Using the records that appear below, write out exactly the lines from the one with "filename apps/api/src/export/pdf.rs" through the one with "width, height, rgb", keeping both end lines.
# # # # # # #
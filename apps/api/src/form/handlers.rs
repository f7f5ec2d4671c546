use axum::{
    extract::{Path, Query, State},
    http::StatusCode,
    response::Html,
    Json,
};
use serde::Deserialize;
use uuid::Uuid;

use crate::errors::AppError;
use crate::form::editor::{CvForm, FormAction};
use crate::form::submit::{delete_cv, list_cvs, load_cv, submit_cv, SubmitOutcome};
use crate::form::validation::{check_required, RequiredFieldsReport};
use crate::models::cv::CvModel;
use crate::models::record::CvRecord;
use crate::preview::PreviewSurface;
use crate::state::AppState;

#[derive(Deserialize)]
pub struct UserIdQuery {
    pub user_id: Uuid,
}

#[derive(Deserialize)]
pub struct ApplyRequest {
    pub draft: CvModel,
    pub action: FormAction,
}

#[derive(Deserialize)]
pub struct SubmitRequest {
    pub user_id: Uuid,
    pub cv: CvModel,
}

/// GET /api/v1/drafts/new
pub async fn handle_new_draft() -> Json<CvModel> {
    Json(CvForm::new().into_model())
}

/// POST /api/v1/drafts/apply
pub async fn handle_apply(Json(req): Json<ApplyRequest>) -> Result<Json<CvModel>, AppError> {
    let mut form = CvForm::from_model(req.draft);
    form.apply(req.action)?;
    Ok(Json(form.into_model()))
}

/// POST /api/v1/drafts/validate
pub async fn handle_validate(Json(cv): Json<CvModel>) -> Json<RequiredFieldsReport> {
    Json(check_required(&cv))
}

/// GET /api/v1/cvs
pub async fn handle_list_cvs(
    State(state): State<AppState>,
    Query(params): Query<UserIdQuery>,
) -> Result<Json<Vec<CvRecord>>, AppError> {
    let cvs = list_cvs(state.store.as_ref(), params.user_id).await?;
    Ok(Json(cvs))
}

/// POST /api/v1/cvs
pub async fn handle_submit_cv(
    State(state): State<AppState>,
    Json(req): Json<SubmitRequest>,
) -> Result<(StatusCode, Json<SubmitOutcome>), AppError> {
    let outcome = submit_cv(state.store.as_ref(), req.user_id, &req.cv, &state.labels).await?;
    Ok((StatusCode::CREATED, Json(outcome)))
}

/// DELETE /api/v1/cvs/:id
pub async fn handle_delete_cv(
    State(state): State<AppState>,
    Path(id): Path<Uuid>,
    Query(params): Query<UserIdQuery>,
) -> Result<StatusCode, AppError> {
    delete_cv(state.store.as_ref(), params.user_id, id).await?;
    Ok(StatusCode::NO_CONTENT)
}

/// GET /api/v1/cvs/:id/preview
pub async fn handle_saved_preview(
    State(state): State<AppState>,
    Path(id): Path<Uuid>,
    Query(params): Query<UserIdQuery>,
) -> Result<Html<String>, AppError> {
    let cv = load_cv(state.store.as_ref(), params.user_id, id).await?;
    Ok(Html(PreviewSurface::mount(&cv, &state.labels).page_html()))
}
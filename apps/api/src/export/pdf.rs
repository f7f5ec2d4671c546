//! Single-page PDF wrapping the client's bitmap capture of the preview.
//!
//! The page is exactly the bitmap's pixel size and the bitmap is drawn over
//! the whole page, so the output is an image: no selectable text.

use std::io::Write;

use flate2::write::ZlibEncoder;
use flate2::Compression;
use image::GenericImageView;
use tracing::debug;

use crate::export::{ExportError, ExportFormat, ExportedFile};
use crate::models::cv::CvModel;
use crate::render::Labels;

/// Decoded capture as opaque RGB pixels.
#[derive(Debug, Clone)]
pub struct Capture {
    pub width: u32,
    pub height: u32,
    rgb: Vec<u8>,
}

impl Capture {
    /// Decodes a PNG. Transparent pixels are composited over white, the
    /// capture background.
    pub fn from_png(data: &[u8]) -> Result<Self, ExportError> {
        let img = image::load_from_memory_with_format(data, image::ImageFormat::Png)?;
        let (width, height) = img.dimensions();
        if width == 0 || height == 0 {
            return Err(ExportError::EmptyCapture);
        }

        let rgba = img.to_rgba8();
        let mut rgb = Vec::with_capacity((width * height * 3) as usize);
        for pixel in rgba.pixels() {
            let [r, g, b, a] = pixel.0;
            for channel in [r, g, b] {
                rgb.push(over_white(channel, a));
            }
        }

        Ok(Self { width, height, rgb })
    }
}

fn over_white(channel: u8, alpha: u8) -> u8 {
    let c = channel as u32;
    let a = alpha as u32;
    ((c * a + 255 * (255 - a) + 127) / 255) as u8
}

fn compress(data: &[u8]) -> std::io::Result<Vec<u8>> {
    let mut encoder = ZlibEncoder::new(Vec::new(), Compression::default());
    encoder.write_all(data)?;
    encoder.finish()
}

/// PDF text string as UTF-16BE hex, so any title survives.
fn text_string(s: &str) -> String {
    let mut out = String::from("<FEFF");
    for unit in s.encode_utf16() {
        out.push_str(&format!("{unit:04X}"));
    }
    out.push('>');
    out
}

/// Writes the one-page document. Objects: catalog, pages, page, content
/// stream, image XObject, info.
pub fn write_pdf(capture: &Capture, title: &str) -> Result<Vec<u8>, ExportError> {
    let (w, h) = (capture.width, capture.height);
    let content = compress(format!("q\n{w} 0 0 {h} 0 0 cm\n/Im1 Do\nQ\n").as_bytes())?;
    let pixels = compress(&capture.rgb)?;

    let mut output: Vec<u8> = Vec::new();
    let mut offsets: Vec<usize> = Vec::with_capacity(6);

    writeln!(output, "%PDF-1.4")?;
    output.extend_from_slice(b"%\xE2\xE3\xCF\xD3\n");

    let dicts = [
        "<< /Type /Catalog /Pages 2 0 R >>".to_string(),
        "<< /Type /Pages /Kids [3 0 R] /Count 1 >>".to_string(),
        format!(
            "<< /Type /Page /Parent 2 0 R /MediaBox [0 0 {w} {h}] \
             /Resources << /XObject << /Im1 5 0 R >> >> /Contents 4 0 R >>"
        ),
    ];
    for (i, dict) in dicts.iter().enumerate() {
        offsets.push(output.len());
        writeln!(output, "{} 0 obj\n{}\nendobj", i + 1, dict)?;
    }

    offsets.push(output.len());
    writeln!(
        output,
        "4 0 obj\n<< /Length {} /Filter /FlateDecode >>\nstream",
        content.len()
    )?;
    output.extend_from_slice(&content);
    writeln!(output, "\nendstream\nendobj")?;

    offsets.push(output.len());
    writeln!(
        output,
        "5 0 obj\n<< /Type /XObject /Subtype /Image /Width {w} /Height {h} \
         /ColorSpace /DeviceRGB /BitsPerComponent 8 /Filter /FlateDecode /Length {} >>\nstream",
        pixels.len()
    )?;
    output.extend_from_slice(&pixels);
    writeln!(output, "\nendstream\nendobj")?;

    offsets.push(output.len());
    writeln!(
        output,
        "6 0 obj\n<< /Title {} /Producer (cvstudio) >>\nendobj",
        text_string(title)
    )?;

    let xref_start = output.len();
    writeln!(output, "xref\n0 {}", offsets.len() + 1)?;
    writeln!(output, "0000000000 65535 f ")?;
    for offset in &offsets {
        writeln!(output, "{offset:010} 00000 n ")?;
    }
    writeln!(
        output,
        "trailer\n<< /Size {} /Root 1 0 R /Info 6 0 R >>\nstartxref\n{}",
        offsets.len() + 1,
        xref_start
    )?;
    write!(output, "%%EOF")?;

    debug!("Wrote {w}x{h} capture PDF ({} bytes)", output.len());
    Ok(output)
}

/// No capture means nothing to export; callers treat `None` as a no-op.
pub fn export_pdf(
    capture: Option<&Capture>,
    cv: &CvModel,
    labels: &Labels,
) -> Result<Option<ExportedFile>, ExportError> {
    let Some(capture) = capture else {
        return Ok(None);
    };
    let title = cv.personal_info.full_name.trim();
    let title = if title.is_empty() {
        labels.untitled.as_str()
    } else {
        title
    };
    let bytes = write_pdf(capture, title)?;
    Ok(Some(ExportedFile::new(cv, labels, ExportFormat::Pdf, bytes)))
}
# # # # # # #
- [Output of the task]
filename apps/api/src/export/pdf.rs
repository f7f5ec2d4671c546
//! Single-page PDF wrapping the client's bitmap capture of the preview.
//!
//! The page is exactly the bitmap's pixel size and the bitmap is drawn over
//! the whole page, so the output is an image: no selectable text.

use std::io::Write;

use flate2::write::ZlibEncoder;
use flate2::Compression;
use image::GenericImageView;
use tracing::debug;

use crate::export::{ExportError, ExportFormat, ExportedFile};
use crate::models::cv::CvModel;
use crate::render::Labels;

/// Decoded capture as opaque RGB pixels.
#[derive(Debug, Clone)]
pub struct Capture {
    pub width: u32,
    pub height: u32,
    rgb: Vec<u8>,
}

impl Capture {
    /// Decodes a PNG. Transparent pixels are composited over white, the
    /// capture background.
    pub fn from_png(data: &[u8]) -> Result<Self, ExportError> {
        let img = image::load_from_memory_with_format(data, image::ImageFormat::Png)?;
        let (width, height) = img.dimensions();
        if width == 0 || height == 0 {
            return Err(ExportError::EmptyCapture);
        }

        let rgba = img.to_rgba8();
        let mut rgb = Vec::with_capacity((width * height * 3) as usize);
        for pixel in rgba.pixels() {
            let [r, g, b, a] = pixel.0;
            for channel in [r, g, b] {
                rgb.push(over_white(channel, a));
            }
        }

        Ok(Self { width, height, rgb })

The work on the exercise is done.